* _Work required_: Each record that follows is to be output in full, precisely as written.

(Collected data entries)
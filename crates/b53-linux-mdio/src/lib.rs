//! b53-linux-mdio - Linux MII ioctl transport
//!
//! Reaches a B53 switch hanging off the MDIO bus of a network interface,
//! the usual setup on routers where the switch's CPU port is wired to the
//! SoC Ethernet MAC.
//!
//! # Example
//!
//! ```no_run
//! use b53_core::access::MdioAccess;
//! use b53_core::Switch;
//! use b53_linux_mdio::{LinuxMdio, LinuxMdioConfig};
//!
//! let config = LinuxMdioConfig::new("eth0");
//! let bus = LinuxMdio::open(&config)?;
//! let mut switch = Switch::register(MdioAccess::new(bus).with_phy(config.phy))?;
//! println!("{}", switch.port_link(0)?);
//! # Ok::<(), Box<dyn std::error::Error>>(())
//! ```
//!
//! # System Requirements
//!
//! - An Ethernet driver implementing `SIOCGMIIREG`/`SIOCSMIIREG`
//! - `CAP_NET_ADMIN` for register writes

pub mod device;
pub mod error;

pub use device::{parse_options, LinuxMdio, LinuxMdioConfig, DEFAULT_PHY};
pub use error::{LinuxMdioError, Result};

use b53_core::access::MdioAccess;

/// Open an interface's MDIO bus and wrap it in the pseudo PHY access engine
///
/// # Options
///
/// - `iface=eth0` - Required: network interface
/// - `phy=0x1e` - Optional: switch MDIO address (default: 0x1e)
pub fn open_linux_mdio(
    options: &[(&str, &str)],
) -> std::result::Result<MdioAccess<LinuxMdio>, Box<dyn std::error::Error>> {
    let config = parse_options(options)?;
    let bus = LinuxMdio::open(&config)?;
    Ok(MdioAccess::new(bus).with_phy(config.phy))
}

* _Response area_:
filename crates/b53-linux-mdio/src/lib.rs
//! b53-linux-mdio - Linux MII ioctl transport
//!
//! Reaches a B53 switch hanging off the MDIO bus of a network interface,
//! the usual setup on routers where the switch's CPU port is wired to the
//! SoC Ethernet MAC.
//!
//! # Example
//!
//! ```no_run
//! use b53_core::access::MdioAccess;
//! use b53_core::Switch;
//! use b53_linux_mdio::{LinuxMdio, LinuxMdioConfig};
//!
//! let config = LinuxMdioConfig::new("eth0");
//! let bus = LinuxMdio::open(&config)?;
//! let mut switch = Switch::register(MdioAccess::new(bus).with_phy(config.phy))?;
//! println!("{}", switch.port_link(0)?);
//! # Ok::<(), Box<dyn std::error::Error>>(())
//! ```
//!
//! # System Requirements
//!
//! - An Ethernet driver implementing `SIOCGMIIREG`/`SIOCSMIIREG`
//! - `CAP_NET_ADMIN` for register writes

pub mod device;
pub mod error;

pub use device::{parse_options, LinuxMdio, LinuxMdioConfig, DEFAULT_PHY};
pub use error::{LinuxMdioError, Result};

use b53_core::access::MdioAccess;

/// Open an interface's MDIO bus and wrap it in the pseudo PHY access engine
///
/// # Options
///
/// - `iface=eth0` - Required: network interface
/// - `phy=0x1e` - Optional: switch MDIO address (default: 0x1e)
pub fn open_linux_mdio(
    options: &[(&str, &str)],
) -> std::result::Result<MdioAccess<LinuxMdio>, Box<dyn std::error::Error>> {
    let config = parse_options(options)?;
    let bus = LinuxMdio::open(&config)?;
    Ok(MdioAccess::new(bus).with_phy(config.phy))
}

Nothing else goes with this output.